Can Employers Prohibit Employees From Carrying Firearms?
Another unanswered question is whether an employer, who does not own the property it occupies, may prohibit its employees as a term of employment from carrying firearms in the workplace. That is, do the terms of the Act trump an employer’s common law right to control lawful employee behavior in the workplace? The Act is silent on this point (unlike similar laws in other states) and provides no guidance as to the rights of employers. Proponents of concealed carry will argue that such a decision again rests solely with the “owner of private property.” We think it is likely that employers ultimately will prevail in retaining the right to control working conditions and the conduct of their employees in the workplace, but the Act’s failure to deal with the issue means it will probably be resolved through litigation between (and at the expense of) private parties. Even if the right of the employer to control its workplace is upheld, the right would not extend to its customers or visitors without owner-approved signage.

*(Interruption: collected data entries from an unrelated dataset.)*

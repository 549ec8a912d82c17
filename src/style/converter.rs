use std::sync::Arc;
use std::sync::atomic::{AtomicU64, Ordering};

use crate::foundation::clock::{Clock, SystemClock};
use crate::foundation::color::Color;
use crate::foundation::error::{PosterError, PosterResult};
use crate::style::cache::{CacheKey, CacheStats, StyleCache, StyleCacheOpts};
use crate::style::definition::{
    FeatureToggleSet, FeatureToggles, StyleDefinition, StyleRule, Visibility,
};
use crate::style::layers::{LayerBucket, RenderLayer, ZoomFunction};
use crate::style::registry::{DEFAULT_STYLE_ID, StyleRegistry};

/// Outcome of resolving a style id plus toggle overrides.
#[derive(Debug, Clone, PartialEq)]
pub struct ResolvedStyle {
    /// The id the caller asked for.
    pub requested_id: String,
    /// The id actually used (differs from `requested_id` after a fallback).
    pub style_id: String,
    pub fell_back: bool,
    pub toggles: FeatureToggleSet,
    pub layers: Arc<[RenderLayer]>,
}

impl ResolvedStyle {
    pub fn layer(&self, bucket: LayerBucket) -> Option<&RenderLayer> {
        self.layers.iter().find(|l| l.bucket == bucket)
    }
}

#[derive(Debug, Default, Clone, Copy, PartialEq, Eq)]
pub struct ConverterStats {
    /// How many times the layer list was actually built.
    pub builds: u64,
    pub cache: CacheStats,
}

/// Turns declarative style rules into an ordered, toggle-filtered layer list; memoized.
pub struct StyleConverter {
    registry: Arc<StyleRegistry>,
    default_style_id: String,
    cache: StyleCache,
    builds: AtomicU64,
}

impl std::fmt::Debug for StyleConverter {
    fn fmt(&self, f: &mut std::fmt::Formatter<'_>) -> std::fmt::Result {
        f.debug_struct("StyleConverter")
            .field("default_style_id", &self.default_style_id)
            .field("stats", &self.stats())
            .finish()
    }
}

impl StyleConverter {
    pub fn new(registry: Arc<StyleRegistry>, cache_opts: StyleCacheOpts) -> Self {
        Self::with_clock(registry, cache_opts, Arc::new(SystemClock))
    }

    pub fn with_clock(
        registry: Arc<StyleRegistry>,
        cache_opts: StyleCacheOpts,
        clock: Arc<dyn Clock>,
    ) -> Self {
        Self {
            registry,
            default_style_id: DEFAULT_STYLE_ID.to_owned(),
            cache: StyleCache::with_clock(cache_opts, clock),
            builds: AtomicU64::new(0),
        }
    }

    pub fn with_default_style(mut self, id: impl Into<String>) -> Self {
        self.default_style_id = id.into();
        self
    }

    pub fn registry(&self) -> &StyleRegistry {
        &self.registry
    }

    pub fn default_style_id(&self) -> &str {
        &self.default_style_id
    }

    /// Look up a definition, falling back to the default style for unknown ids.
    pub fn definition(&self, style_id: &str) -> PosterResult<(&StyleDefinition, bool)> {
        match self.registry.get(style_id) {
            Ok(def) => Ok((def, false)),
            Err(PosterError::UnknownStyle(_)) => {
                tracing::warn!(
                    requested = style_id,
                    fallback = %self.default_style_id,
                    "unknown map style, using default"
                );
                let def = self.registry.get(&self.default_style_id)?;
                Ok((def, true))
            }
            Err(e) => Err(e),
        }
    }

    #[tracing::instrument(level = "debug", skip(self, overrides))]
    pub fn resolve(&self, style_id: &str, overrides: &FeatureToggles) -> PosterResult<ResolvedStyle> {
        let (def, fell_back) = self.definition(style_id)?;
        let toggles = FeatureToggleSet::merged(overrides, &def.toggles);
        let key = CacheKey {
            style_id: def.id.clone(),
            toggles: toggles.normalized(),
        };

        let layers = match self.cache.get(&key) {
            Some(hit) => hit,
            None => {
                self.builds.fetch_add(1, Ordering::Relaxed);
                let built: Arc<[RenderLayer]> = Arc::from(build_layers(def, &toggles));
                tracing::debug!(style = %def.id, layers = built.len(), "built style layers");
                self.cache.insert_if_absent(key, built)
            }
        };

        Ok(ResolvedStyle {
            requested_id: style_id.to_owned(),
            style_id: def.id.clone(),
            fell_back,
            toggles,
            layers,
        })
    }

    pub fn stats(&self) -> ConverterStats {
        ConverterStats {
            builds: self.builds.load(Ordering::Relaxed),
            cache: self.cache.stats(),
        }
    }
}

#[derive(Debug, Clone)]
struct BucketState {
    color: Color,
    halo: Option<Color>,
    visibility: Visibility,
    weight: f64,
}

#[derive(Debug, Clone, Copy, PartialEq, Eq)]
enum Part {
    Color,
    Halo,
}

/// Fold rules in declaration order (later rules win per bucket), then drop hidden buckets.
pub(crate) fn build_layers(def: &StyleDefinition, toggles: &FeatureToggleSet) -> Vec<RenderLayer> {
    let mut states: Vec<BucketState> = LayerBucket::ORDERED
        .iter()
        .map(|&b| BucketState {
            color: base_color(b),
            halo: b.is_label().then_some(Color::WHITE),
            visibility: Visibility::On,
            weight: 1.0,
        })
        .collect();

    for rule in &def.rules {
        apply_rule(&mut states, rule);
    }

    LayerBucket::ORDERED
        .iter()
        .zip(states)
        .filter(|(b, st)| {
            st.visibility != Visibility::Off && b.required_features().iter().all(|f| toggles.get(*f))
        })
        .map(|(&bucket, st)| {
            let mut weight = st.weight;
            if st.visibility == Visibility::Simplified && !bucket.is_label() {
                weight *= 0.5;
            }
            RenderLayer {
                id: bucket.id().to_owned(),
                bucket,
                kind: bucket.kind(),
                color: st.color,
                halo: st.halo,
                width: base_width(bucket).map(|w| w.scaled(weight)),
                opacity: base_opacity(bucket),
            }
        })
        .collect()
}

fn apply_rule(states: &mut [BucketState], rule: &StyleRule) {
    let targets = select_buckets(rule.feature_type.trim());
    if targets.is_empty() {
        tracing::debug!(feature_type = %rule.feature_type, "style rule matches no layer");
        return;
    }
    for (i, bucket) in LayerBucket::ORDERED.iter().enumerate() {
        if !targets.contains(bucket) {
            continue;
        }
        let Some(part) = element_part(*bucket, rule.element_type.trim()) else {
            continue;
        };
        let st = &mut states[i];
        match part {
            Part::Color => {
                if let Some(c) = rule.color {
                    st.color = c;
                }
                if let Some(v) = rule.visibility {
                    st.visibility = v;
                }
                if let Some(w) = rule.weight {
                    st.weight = w;
                }
            }
            Part::Halo => {
                if let Some(c) = rule.color {
                    st.halo = Some(c);
                }
                if rule.visibility == Some(Visibility::Off) {
                    st.halo = None;
                }
            }
        }
    }
}

const ROADS: &[LayerBucket] = &[
    LayerBucket::RoadLocalStroke,
    LayerBucket::RoadLocalFill,
    LayerBucket::RoadArterialStroke,
    LayerBucket::RoadArterialFill,
    LayerBucket::RoadHighwayStroke,
    LayerBucket::RoadHighwayFill,
    LayerBucket::LabelRoad,
];

fn select_buckets(feature_type: &str) -> &'static [LayerBucket] {
    match feature_type {
        "all" => &LayerBucket::ORDERED,
        "landscape" | "landscape.natural" | "landscape.natural.landcover"
        | "landscape.natural.terrain" => &[LayerBucket::Background],
        "landscape.man_made" => &[LayerBucket::Buildings],
        "water" => &[LayerBucket::Water, LayerBucket::LabelWater],
        "poi" => &[LayerBucket::Poi, LayerBucket::Parks, LayerBucket::LabelPoi],
        "poi.park" => &[LayerBucket::Parks, LayerBucket::LabelPoi],
        "road" => ROADS,
        "road.highway" | "road.highway.controlled_access" => {
            &[LayerBucket::RoadHighwayStroke, LayerBucket::RoadHighwayFill]
        }
        "road.arterial" => &[LayerBucket::RoadArterialStroke, LayerBucket::RoadArterialFill],
        "road.local" => &[LayerBucket::RoadLocalStroke, LayerBucket::RoadLocalFill],
        "administrative"
        | "administrative.country"
        | "administrative.province"
        | "administrative.neighborhood"
        | "administrative.land_parcel" => &[LayerBucket::Boundaries, LayerBucket::LabelPlace],
        "administrative.locality" => &[LayerBucket::LabelPlace],
        "transit" | "transit.line" | "transit.station" | "transit.station.rail" => {
            &[LayerBucket::Transit]
        }
        _ => &[],
    }
}

fn element_part(bucket: LayerBucket, element_type: &str) -> Option<Part> {
    let label = bucket.is_label();
    let stroke = bucket.is_stroke();
    match element_type {
        "all" => Some(Part::Color),
        "geometry" => (!label).then_some(Part::Color),
        "geometry.fill" => (!label && !stroke).then_some(Part::Color),
        "geometry.stroke" => (!label && stroke).then_some(Part::Color),
        "labels" | "labels.text" | "labels.text.fill" => label.then_some(Part::Color),
        "labels.text.stroke" => label.then_some(Part::Halo),
        _ => None,
    }
}

fn base_color(bucket: LayerBucket) -> Color {
    match bucket {
        LayerBucket::Background => Color::rgb(0xf2, 0xef, 0xe9),
        LayerBucket::Water => Color::rgb(0xaa, 0xd3, 0xdf),
        LayerBucket::Parks => Color::rgb(0xc8, 0xe6, 0xc0),
        LayerBucket::Buildings => Color::rgb(0xd9, 0xd0, 0xc9),
        LayerBucket::Poi => Color::rgb(0xe8, 0xe4, 0xdc),
        LayerBucket::Boundaries => Color::rgb(0x9e, 0x9c, 0xab),
        LayerBucket::Transit => Color::rgb(0xb0, 0xa8, 0xc8),
        LayerBucket::RoadLocalStroke
        | LayerBucket::RoadArterialStroke
        | LayerBucket::RoadHighwayStroke => Color::rgb(0xc9, 0xc2, 0xb6),
        LayerBucket::RoadLocalFill => Color::WHITE,
        LayerBucket::RoadArterialFill => Color::rgb(0xfd, 0xfc, 0xf8),
        LayerBucket::RoadHighwayFill => Color::rgb(0xf9, 0xd2, 0x9c),
        LayerBucket::LabelWater
        | LayerBucket::LabelPoi
        | LayerBucket::LabelRoad
        | LayerBucket::LabelPlace => Color::rgb(0x55, 0x55, 0x55),
    }
}

fn base_width(bucket: LayerBucket) -> Option<ZoomFunction> {
    let stops: &[(f64, f64)] = match bucket {
        LayerBucket::Boundaries => &[(2.0, 0.5), (10.0, 1.2), (16.0, 2.0)],
        LayerBucket::Transit => &[(10.0, 0.5), (16.0, 2.0)],
        LayerBucket::RoadLocalStroke => &[(11.0, 0.8), (14.0, 2.2), (18.0, 10.0)],
        LayerBucket::RoadLocalFill => &[(11.0, 0.3), (14.0, 1.2), (18.0, 8.0)],
        LayerBucket::RoadArterialStroke => &[(8.0, 0.8), (12.0, 2.5), (16.0, 8.0), (18.0, 15.0)],
        LayerBucket::RoadArterialFill => &[(8.0, 0.4), (12.0, 1.5), (16.0, 6.0), (18.0, 12.0)],
        LayerBucket::RoadHighwayStroke => &[(5.0, 1.0), (10.0, 3.0), (14.0, 8.0), (18.0, 24.0)],
        LayerBucket::RoadHighwayFill => &[(5.0, 0.6), (10.0, 2.0), (14.0, 6.0), (18.0, 20.0)],
        // Symbol layers use width as the label font size.
        LayerBucket::LabelPlace => &[(4.0, 10.0), (12.0, 16.0)],
        LayerBucket::LabelWater | LayerBucket::LabelPoi | LayerBucket::LabelRoad => {
            &[(12.0, 9.0), (18.0, 13.0)]
        }
        _ => return None,
    };
    Some(ZoomFunction::stops(stops))
}

fn base_opacity(bucket: LayerBucket) -> Option<ZoomFunction> {
    match bucket {
        LayerBucket::Buildings => Some(ZoomFunction::stops(&[(13.0, 0.0), (15.0, 1.0)])),
        _ => None,
    }
}

#[cfg(test)]
#[path = "../../tests/unit/style/converter.rs"]
mod tests;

Liability Risks of Allowing
Unlike states such as Wisconsin, Illinois’ passage of the FCCA did not include an immunity provision to protect private property owners (and/or businesses) that allow concealed carry in their premises. Property owners, employers and/or businesses that control the decision to permit concealed carry and allow it face an increased risk of safety concerns and potential liability for, among other things, premises liability and the risk of workplace violence. Therefore, from a strict liability standpoint, prohibiting firearms and enforcing the prohibition is probably the best practice.
The ambiguities surrounding the FCCA, and the restrictions on who is allowed to prevent the carrying of concealed firearms in space they occupy, has left businesses and employers in a difficult situation. Business owners and employers need to understand the Act and decide how to address its implications and effect with regard to customers, visitors, and employees.